▶ YOUR TASK:
Which lines of the records below contain the string "enum"? Report each of them.

▶ DATA FOR THE TASK:

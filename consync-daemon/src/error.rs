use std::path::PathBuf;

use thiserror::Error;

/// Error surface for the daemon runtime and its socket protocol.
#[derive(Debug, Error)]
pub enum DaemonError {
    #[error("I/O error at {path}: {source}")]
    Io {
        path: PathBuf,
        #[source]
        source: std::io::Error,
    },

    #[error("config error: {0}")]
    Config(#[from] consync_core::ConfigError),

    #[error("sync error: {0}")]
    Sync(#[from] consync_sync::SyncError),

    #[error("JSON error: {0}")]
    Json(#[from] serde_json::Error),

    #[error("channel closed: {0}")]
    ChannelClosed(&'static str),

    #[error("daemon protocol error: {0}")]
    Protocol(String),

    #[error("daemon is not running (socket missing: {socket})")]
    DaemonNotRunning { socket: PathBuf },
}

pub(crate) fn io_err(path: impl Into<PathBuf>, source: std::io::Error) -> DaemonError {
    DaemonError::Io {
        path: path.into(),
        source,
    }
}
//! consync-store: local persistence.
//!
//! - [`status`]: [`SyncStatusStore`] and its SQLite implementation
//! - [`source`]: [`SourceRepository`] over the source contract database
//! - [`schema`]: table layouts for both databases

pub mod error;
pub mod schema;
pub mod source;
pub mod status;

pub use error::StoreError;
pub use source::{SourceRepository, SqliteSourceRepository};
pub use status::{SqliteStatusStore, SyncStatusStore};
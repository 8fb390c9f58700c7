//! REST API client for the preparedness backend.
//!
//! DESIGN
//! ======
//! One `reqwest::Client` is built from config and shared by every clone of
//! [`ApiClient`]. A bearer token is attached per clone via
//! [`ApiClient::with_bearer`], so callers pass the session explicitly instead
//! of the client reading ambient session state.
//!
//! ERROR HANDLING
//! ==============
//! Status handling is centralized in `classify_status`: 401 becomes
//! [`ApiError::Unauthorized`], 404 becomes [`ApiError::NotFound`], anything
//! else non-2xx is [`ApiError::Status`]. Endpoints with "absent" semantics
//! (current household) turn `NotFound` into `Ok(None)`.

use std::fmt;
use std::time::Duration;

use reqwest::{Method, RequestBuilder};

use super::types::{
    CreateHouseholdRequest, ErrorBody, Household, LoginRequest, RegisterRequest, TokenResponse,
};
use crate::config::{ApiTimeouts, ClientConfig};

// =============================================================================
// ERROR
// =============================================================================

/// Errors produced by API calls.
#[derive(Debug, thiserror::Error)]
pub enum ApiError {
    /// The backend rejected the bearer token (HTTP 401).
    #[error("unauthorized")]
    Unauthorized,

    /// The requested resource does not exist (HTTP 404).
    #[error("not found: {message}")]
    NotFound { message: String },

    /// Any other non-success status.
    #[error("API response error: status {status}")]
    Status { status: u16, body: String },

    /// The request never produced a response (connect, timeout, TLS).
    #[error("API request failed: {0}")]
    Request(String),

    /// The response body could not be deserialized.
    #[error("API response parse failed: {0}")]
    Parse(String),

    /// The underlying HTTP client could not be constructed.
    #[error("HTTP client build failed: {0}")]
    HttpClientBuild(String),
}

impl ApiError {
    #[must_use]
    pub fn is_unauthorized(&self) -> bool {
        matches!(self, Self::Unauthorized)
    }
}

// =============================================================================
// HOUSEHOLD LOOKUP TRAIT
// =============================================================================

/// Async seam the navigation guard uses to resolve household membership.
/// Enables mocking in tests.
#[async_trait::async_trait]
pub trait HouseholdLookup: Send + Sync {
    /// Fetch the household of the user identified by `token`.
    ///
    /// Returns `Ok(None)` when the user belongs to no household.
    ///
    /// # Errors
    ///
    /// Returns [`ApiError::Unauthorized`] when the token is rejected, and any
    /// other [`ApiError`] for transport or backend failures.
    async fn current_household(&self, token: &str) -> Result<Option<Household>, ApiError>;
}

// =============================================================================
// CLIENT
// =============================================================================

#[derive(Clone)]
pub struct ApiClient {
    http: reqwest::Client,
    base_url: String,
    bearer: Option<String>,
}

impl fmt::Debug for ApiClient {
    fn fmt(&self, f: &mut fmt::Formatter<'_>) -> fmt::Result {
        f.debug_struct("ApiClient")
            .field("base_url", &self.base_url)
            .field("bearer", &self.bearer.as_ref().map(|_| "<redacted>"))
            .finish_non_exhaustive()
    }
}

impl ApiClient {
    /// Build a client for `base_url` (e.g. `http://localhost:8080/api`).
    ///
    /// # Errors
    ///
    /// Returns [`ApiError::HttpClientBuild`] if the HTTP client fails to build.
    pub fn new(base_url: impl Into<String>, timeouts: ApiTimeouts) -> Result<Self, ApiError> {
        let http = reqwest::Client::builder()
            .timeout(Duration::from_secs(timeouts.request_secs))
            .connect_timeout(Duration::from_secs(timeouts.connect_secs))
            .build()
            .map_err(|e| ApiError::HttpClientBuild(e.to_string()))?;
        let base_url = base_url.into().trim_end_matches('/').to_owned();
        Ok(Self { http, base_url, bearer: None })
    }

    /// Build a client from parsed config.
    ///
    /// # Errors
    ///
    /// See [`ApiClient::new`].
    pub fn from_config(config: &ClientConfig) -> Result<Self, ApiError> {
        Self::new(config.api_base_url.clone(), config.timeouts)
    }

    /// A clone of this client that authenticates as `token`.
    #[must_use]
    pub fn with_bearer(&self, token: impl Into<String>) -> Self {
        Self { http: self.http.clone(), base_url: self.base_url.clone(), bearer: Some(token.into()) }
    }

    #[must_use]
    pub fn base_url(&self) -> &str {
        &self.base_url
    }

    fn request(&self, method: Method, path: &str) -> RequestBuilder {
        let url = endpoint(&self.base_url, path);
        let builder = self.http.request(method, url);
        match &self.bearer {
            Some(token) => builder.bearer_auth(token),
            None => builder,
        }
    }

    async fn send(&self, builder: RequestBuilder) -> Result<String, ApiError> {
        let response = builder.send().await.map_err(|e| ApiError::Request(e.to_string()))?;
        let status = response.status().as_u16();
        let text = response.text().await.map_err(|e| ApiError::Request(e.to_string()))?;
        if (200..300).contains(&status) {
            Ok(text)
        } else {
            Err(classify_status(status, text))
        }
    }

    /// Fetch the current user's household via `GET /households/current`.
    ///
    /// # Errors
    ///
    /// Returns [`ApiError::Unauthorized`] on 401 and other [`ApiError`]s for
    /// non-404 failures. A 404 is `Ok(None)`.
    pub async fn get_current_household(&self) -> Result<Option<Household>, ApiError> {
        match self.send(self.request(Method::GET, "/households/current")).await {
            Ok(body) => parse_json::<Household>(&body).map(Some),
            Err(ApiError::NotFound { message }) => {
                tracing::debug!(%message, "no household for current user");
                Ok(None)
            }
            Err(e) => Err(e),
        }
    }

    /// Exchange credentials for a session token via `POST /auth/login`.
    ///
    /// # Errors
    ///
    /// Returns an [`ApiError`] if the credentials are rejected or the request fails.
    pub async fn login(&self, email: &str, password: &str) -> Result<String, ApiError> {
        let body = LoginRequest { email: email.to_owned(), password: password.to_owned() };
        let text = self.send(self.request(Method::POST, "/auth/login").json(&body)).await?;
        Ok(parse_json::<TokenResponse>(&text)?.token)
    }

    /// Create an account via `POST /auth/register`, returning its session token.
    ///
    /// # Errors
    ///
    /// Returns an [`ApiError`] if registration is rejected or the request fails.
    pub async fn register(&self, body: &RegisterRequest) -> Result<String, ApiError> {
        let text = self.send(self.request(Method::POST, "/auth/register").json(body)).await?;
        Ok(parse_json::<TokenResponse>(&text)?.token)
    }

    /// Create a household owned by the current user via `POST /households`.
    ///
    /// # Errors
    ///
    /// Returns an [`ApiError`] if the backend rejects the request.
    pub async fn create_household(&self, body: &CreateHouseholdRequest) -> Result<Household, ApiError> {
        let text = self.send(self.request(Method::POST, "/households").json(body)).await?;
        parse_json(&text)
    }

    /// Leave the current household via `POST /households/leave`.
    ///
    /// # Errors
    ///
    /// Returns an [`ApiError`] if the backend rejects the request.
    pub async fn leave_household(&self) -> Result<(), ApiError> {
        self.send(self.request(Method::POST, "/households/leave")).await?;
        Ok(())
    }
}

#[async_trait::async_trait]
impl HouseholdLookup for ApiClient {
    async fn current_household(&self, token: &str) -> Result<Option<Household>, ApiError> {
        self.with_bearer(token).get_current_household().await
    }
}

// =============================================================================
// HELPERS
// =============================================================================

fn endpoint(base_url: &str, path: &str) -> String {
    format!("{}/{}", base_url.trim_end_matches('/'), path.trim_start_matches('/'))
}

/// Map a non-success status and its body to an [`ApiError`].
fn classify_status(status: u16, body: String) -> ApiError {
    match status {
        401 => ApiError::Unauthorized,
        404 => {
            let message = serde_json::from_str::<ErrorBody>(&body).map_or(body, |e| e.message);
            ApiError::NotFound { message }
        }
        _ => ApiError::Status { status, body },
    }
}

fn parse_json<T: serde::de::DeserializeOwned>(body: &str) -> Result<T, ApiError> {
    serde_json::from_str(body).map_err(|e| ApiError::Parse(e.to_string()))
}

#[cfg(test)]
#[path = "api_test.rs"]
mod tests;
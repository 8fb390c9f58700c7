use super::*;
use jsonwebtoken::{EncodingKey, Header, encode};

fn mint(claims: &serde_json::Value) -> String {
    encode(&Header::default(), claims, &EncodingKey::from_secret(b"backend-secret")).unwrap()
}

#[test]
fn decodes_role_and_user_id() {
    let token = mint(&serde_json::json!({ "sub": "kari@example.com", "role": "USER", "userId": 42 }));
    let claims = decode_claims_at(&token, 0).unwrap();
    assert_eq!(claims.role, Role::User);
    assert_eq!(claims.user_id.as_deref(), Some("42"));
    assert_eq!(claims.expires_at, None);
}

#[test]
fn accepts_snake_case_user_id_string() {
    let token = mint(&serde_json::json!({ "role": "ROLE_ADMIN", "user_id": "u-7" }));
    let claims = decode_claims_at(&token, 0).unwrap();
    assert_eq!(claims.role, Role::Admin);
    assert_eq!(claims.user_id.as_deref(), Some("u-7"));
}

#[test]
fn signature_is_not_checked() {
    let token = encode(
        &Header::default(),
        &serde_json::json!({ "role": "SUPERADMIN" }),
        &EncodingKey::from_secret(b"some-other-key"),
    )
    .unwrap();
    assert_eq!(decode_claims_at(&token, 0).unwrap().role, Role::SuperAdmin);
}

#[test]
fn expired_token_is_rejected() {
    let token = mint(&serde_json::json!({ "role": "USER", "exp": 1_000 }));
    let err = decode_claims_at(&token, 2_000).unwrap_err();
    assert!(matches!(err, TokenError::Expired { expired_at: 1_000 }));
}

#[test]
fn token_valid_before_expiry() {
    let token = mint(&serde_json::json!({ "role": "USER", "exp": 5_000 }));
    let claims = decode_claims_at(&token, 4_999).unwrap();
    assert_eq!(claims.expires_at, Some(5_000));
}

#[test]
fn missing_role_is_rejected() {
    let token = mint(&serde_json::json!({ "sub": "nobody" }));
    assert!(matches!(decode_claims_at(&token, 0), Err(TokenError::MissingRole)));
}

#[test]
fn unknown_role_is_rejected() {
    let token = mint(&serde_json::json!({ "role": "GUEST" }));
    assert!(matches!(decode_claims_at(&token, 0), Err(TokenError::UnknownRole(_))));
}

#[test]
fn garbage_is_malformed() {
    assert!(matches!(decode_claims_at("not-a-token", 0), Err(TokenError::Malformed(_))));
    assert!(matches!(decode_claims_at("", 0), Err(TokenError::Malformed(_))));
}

▶ FINISHED TASK:
pub enum DaemonError {
pub enum ApiError {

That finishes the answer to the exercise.